= Beginning of Section =

use crate::{
    candidates::CandidateSet,
    config::{DetectionConfig, DetectionOptions},
    error::DetectionError,
    lang::{Language, all_languages},
    model::{ModelSource, ModelStore},
    ranker::{ConfidenceValue, DetectionResult, append_unscored, rank},
    scorer::Scorer,
    text::PreparedText,
};
use std::{sync::Arc, time::Instant};
use tracing::{debug, info};

/// Entry point for detection calls. Cheap to clone; clones share one store.
#[derive(Debug, Clone)]
pub struct Detector {
    store: Arc<ModelStore>,
}

impl Default for Detector {
    /// Detector over the process-wide [`ModelStore::global`].
    fn default() -> Self {
        Self::new(ModelStore::global())
    }
}

impl Detector {
    pub fn new(store: Arc<ModelStore>) -> Self {
        Self { store }
    }

    /// Detector with a private store reading from `source`.
    pub fn with_source(source: impl ModelSource + 'static) -> Self {
        Self::new(Arc::new(ModelStore::new(source)))
    }

    #[inline]
    pub fn store(&self) -> &ModelStore {
        &self.store
    }

    /// Load every model up front.
    pub fn initialize(&self) -> Result<(), DetectionError> {
        let started = Instant::now();
        self.store.warm_up_all()?;
        info!(
            "Initialized {} language models in {:?}",
            all_languages().len(),
            started.elapsed()
        );
        Ok(())
    }

    /// Load only the models `config` can select.
    pub fn warm_up(&self, config: &DetectionConfig) -> Result<(), DetectionError> {
        let candidates = CandidateSet::build(config.strategy())?;
        self.store.warm_up(&candidates)
    }

    /// Detect the language of `text` among the candidates `config` selects.
    ///
    /// `NoMatch` comes from text with no letters, from a top language that
    /// misses `minimum_relative_distance`, or, even at a distance of 0.0, from
    /// text whose letters belong to no candidate's script: Cyrillic text among
    /// English, German and French is never scored.
    pub fn detect(
        &self,
        text: &str,
        config: &DetectionConfig,
    ) -> Result<DetectionResult, DetectionError> {
        config.validate()?;
        let candidates = CandidateSet::build(config.strategy())?;

        let prepared = PreparedText::new(text);
        let profile = prepared.profile(config.low_accuracy_mode());
        if profile.is_empty() {
            debug!("No match: text has no letters to score");
            return Ok(DetectionResult::NoMatch);
        }

        let (scored, unscored) = candidates.partition_by_scripts(prepared.scripts());
        let mut result = match scored.as_slice() {
            [] => {
                debug!(
                    "No match: no {} candidate is written in the text's scripts",
                    config.strategy()
                );
                return Ok(DetectionResult::NoMatch);
            }
            [only] => {
                debug!("Script filter left only {}", only);
                if config.return_distribution() {
                    DetectionResult::Distribution(vec![ConfidenceValue {
                        language: *only,
                        confidence: 1.0,
                    }])
                } else {
                    DetectionResult::Language(*only)
                }
            }
            _ => {
                if !unscored.is_empty() {
                    debug!(
                        "Script filter dropped {} of {} candidates",
                        unscored.len(),
                        candidates.len()
                    );
                }
                let scores = Scorer::new(&self.store).score(&profile, &scored)?;
                rank(
                    &scores,
                    config.minimum_relative_distance(),
                    config.return_distribution(),
                )
            }
        };

        append_unscored(&mut result, &unscored);
        Ok(result)
    }

    /// Resolve loosely typed options, then detect.
    pub fn detect_with_options(
        &self,
        text: &str,
        options: &DetectionOptions,
    ) -> Result<DetectionResult, DetectionError> {
        let config = options.to_config()?;
        self.detect(text, &config)
    }

    /// Confidence that `text` is written in `language` among the candidates
    /// `config` selects. 0.0 outside the candidate set or on no match.
    pub fn confidence_for(
        &self,
        text: &str,
        language: Language,
        config: &DetectionConfig,
    ) -> Result<f64, DetectionError> {
        let result = self.detect(text, &config.with_distribution())?;
        Ok(result.confidence_of(language))
    }
}

/// Load every model into the global store.
pub fn initialize() -> Result<(), DetectionError> {
    Detector::default().initialize()
}

/// Detect with the global store.
pub fn detect(text: &str, config: &DetectionConfig) -> Result<DetectionResult, DetectionError> {
    Detector::default().detect(text, config)
}

#[cfg(test)]
mod tests {
    use super::*;
    use crate::lang::{ENGLISH, FRENCH, GERMAN, RUSSIAN};

    fn among(languages: &[Language]) -> DetectionConfig {
        DetectionConfig::builder()
            .with_languages(languages.iter().copied())
            .build()
            .unwrap()
    }

    #[test]
    fn validation_precedes_everything() {
        let detector = Detector::with_source(crate::model::EmbeddedModels);
        let err = detector.detect("", &among(&[ENGLISH])).unwrap_err();
        assert!(matches!(err, DetectionError::InsufficientLanguages { .. }));
        assert!(detector.store().loaded_languages().is_empty());
    }

    #[test]
    fn script_filter_short_circuits_without_loading() {
        let detector = Detector::with_source(crate::model::EmbeddedModels);
        let config = among(&[ENGLISH, GERMAN, RUSSIAN]);
        assert_eq!(
            detector.detect("Привет, как дела?", &config).unwrap(),
            DetectionResult::Language(RUSSIAN)
        );
        assert!(detector.store().loaded_languages().is_empty());

        let config = among(&[ENGLISH, GERMAN, FRENCH]);
        assert!(detector.detect("Привет", &config).unwrap().is_no_match());
        assert!(detector.store().loaded_languages().is_empty());
    }

    #[test]
    fn filtered_candidates_trail_the_distribution() {
        let detector = Detector::with_source(crate::model::EmbeddedModels);
        let config = DetectionConfig::builder()
            .with_languages([RUSSIAN, ENGLISH, GERMAN])
            .return_distribution(true)
            .build()
            .unwrap();
        let result = detector.detect("Привет", &config).unwrap();
        let dist = result.distribution().unwrap();
        assert_eq!(dist[0], ConfidenceValue { language: RUSSIAN, confidence: 1.0 });
        let tail: Vec<_> = dist[1..].iter().map(|v| (v.language, v.confidence)).collect();
        assert_eq!(tail, [(ENGLISH, 0.0), (GERMAN, 0.0)]);
    }
}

= End of Section =

Retype each entry exactly, leaving none of them out.

• _WRITTEN REPLY_:
use crate::{
    candidates::CandidateSet,
    config::{DetectionConfig, DetectionOptions},
    error::DetectionError,
    lang::{Language, all_languages},
    model::{ModelSource, ModelStore},
    ranker::{ConfidenceValue, DetectionResult, append_unscored, rank},
    scorer::Scorer,
    text::PreparedText,
};
use std::{sync::Arc, time::Instant};
use tracing::{debug, info};

/// Entry point for detection calls. Cheap to clone; clones share one store.
#[derive(Debug, Clone)]
pub struct Detector {
    store: Arc<ModelStore>,
}

impl Default for Detector {
    /// Detector over the process-wide [`ModelStore::global`].
    fn default() -> Self {
        Self::new(ModelStore::global())
    }
}

impl Detector {
    pub fn new(store: Arc<ModelStore>) -> Self {
        Self { store }
    }

    /// Detector with a private store reading from `source`.
    pub fn with_source(source: impl ModelSource + 'static) -> Self {
        Self::new(Arc::new(ModelStore::new(source)))
    }

    #[inline]
    pub fn store(&self) -> &ModelStore {
        &self.store
    }

    /// Load every model up front.
    pub fn initialize(&self) -> Result<(), DetectionError> {
        let started = Instant::now();
        self.store.warm_up_all()?;
        info!(
            "Initialized {} language models in {:?}",
            all_languages().len(),
            started.elapsed()
        );
        Ok(())
    }

    /// Load only the models `config` can select.
    pub fn warm_up(&self, config: &DetectionConfig) -> Result<(), DetectionError> {
        let candidates = CandidateSet::build(config.strategy())?;
        self.store.warm_up(&candidates)
    }

    /// Detect the language of `text` among the candidates `config` selects.
    ///
    /// `NoMatch` comes from text with no letters, from a top language that
    /// misses `minimum_relative_distance`, or, even at a distance of 0.0, from
    /// text whose letters belong to no candidate's script: Cyrillic text among
    /// English, German and French is never scored.
    pub fn detect(
        &self,
        text: &str,
        config: &DetectionConfig,
    ) -> Result<DetectionResult, DetectionError> {
        config.validate()?;
        let candidates = CandidateSet::build(config.strategy())?;

        let prepared = PreparedText::new(text);
        let profile = prepared.profile(config.low_accuracy_mode());
        if profile.is_empty() {
            debug!("No match: text has no letters to score");
            return Ok(DetectionResult::NoMatch);
        }

        let (scored, unscored) = candidates.partition_by_scripts(prepared.scripts());
        let mut result = match scored.as_slice() {
            [] => {
                debug!(
                    "No match: no {} candidate is written in the text's scripts",
                    config.strategy()
                );
                return Ok(DetectionResult::NoMatch);
            }
            [only] => {
                debug!("Script filter left only {}", only);
                if config.return_distribution() {
                    DetectionResult::Distribution(vec![ConfidenceValue {
                        language: *only,
                        confidence: 1.0,
                    }])
                } else {
                    DetectionResult::Language(*only)
                }
            }
            _ => {
                if !unscored.is_empty() {
                    debug!(
                        "Script filter dropped {} of {} candidates",
                        unscored.len(),
                        candidates.len()
                    );
                }
                let scores = Scorer::new(&self.store).score(&profile, &scored)?;
                rank(
                    &scores,
                    config.minimum_relative_distance(),
                    config.return_distribution(),
                )
            }
        };

        append_unscored(&mut result, &unscored);
        Ok(result)
    }

    /// Resolve loosely typed options, then detect.
    pub fn detect_with_options(
        &self,
        text: &str,
        options: &DetectionOptions,
    ) -> Result<DetectionResult, DetectionError> {
        let config = options.to_config()?;
        self.detect(text, &config)
    }

    /// Confidence that `text` is written in `language` among the candidates
    /// `config` selects. 0.0 outside the candidate set or on no match.
    pub fn confidence_for(
        &self,
        text: &str,
        language: Language,
        config: &DetectionConfig,
    ) -> Result<f64, DetectionError> {
        let result = self.detect(text, &config.with_distribution())?;
        Ok(result.confidence_of(language))
    }
}

/// Load every model into the global store.
pub fn initialize() -> Result<(), DetectionError> {
    Detector::default().initialize()
}

/// Detect with the global store.
pub fn detect(text: &str, config: &DetectionConfig) -> Result<DetectionResult, DetectionError> {
    Detector::default().detect(text, config)
}

#[cfg(test)]
mod tests {
    use super::*;
    use crate::lang::{ENGLISH, FRENCH, GERMAN, RUSSIAN};

    fn among(languages: &[Language]) -> DetectionConfig {
        DetectionConfig::builder()
            .with_languages(languages.iter().copied())
            .build()
            .unwrap()
    }

    #[test]
    fn validation_precedes_everything() {
        let detector = Detector::with_source(crate::model::EmbeddedModels);
        let err = detector.detect("", &among(&[ENGLISH])).unwrap_err();
        assert!(matches!(err, DetectionError::InsufficientLanguages { .. }));
        assert!(detector.store().loaded_languages().is_empty());
    }

    #[test]
    fn script_filter_short_circuits_without_loading() {
        let detector = Detector::with_source(crate::model::EmbeddedModels);
        let config = among(&[ENGLISH, GERMAN, RUSSIAN]);
        assert_eq!(
            detector.detect("Привет, как дела?", &config).unwrap(),
            DetectionResult::Language(RUSSIAN)
        );
        assert!(detector.store().loaded_languages().is_empty());

        let config = among(&[ENGLISH, GERMAN, FRENCH]);
        assert!(detector.detect("Привет", &config).unwrap().is_no_match());
        assert!(detector.store().loaded_languages().is_empty());
    }

    #[test]
    fn filtered_candidates_trail_the_distribution() {
        let detector = Detector::with_source(crate::model::EmbeddedModels);
        let config = DetectionConfig::builder()
            .with_languages([RUSSIAN, ENGLISH, GERMAN])
            .return_distribution(true)
            .build()
            .unwrap();
        let result = detector.detect("Привет", &config).unwrap();
        let dist = result.distribution().unwrap();
        assert_eq!(dist[0], ConfidenceValue { language: RUSSIAN, confidence: 1.0 });
        let tail: Vec<_> = dist[1..].iter().map(|v| (v.language, v.confidence)).collect();
        assert_eq!(tail, [(ENGLISH, 0.0), (GERMAN, 0.0)]);
    }
}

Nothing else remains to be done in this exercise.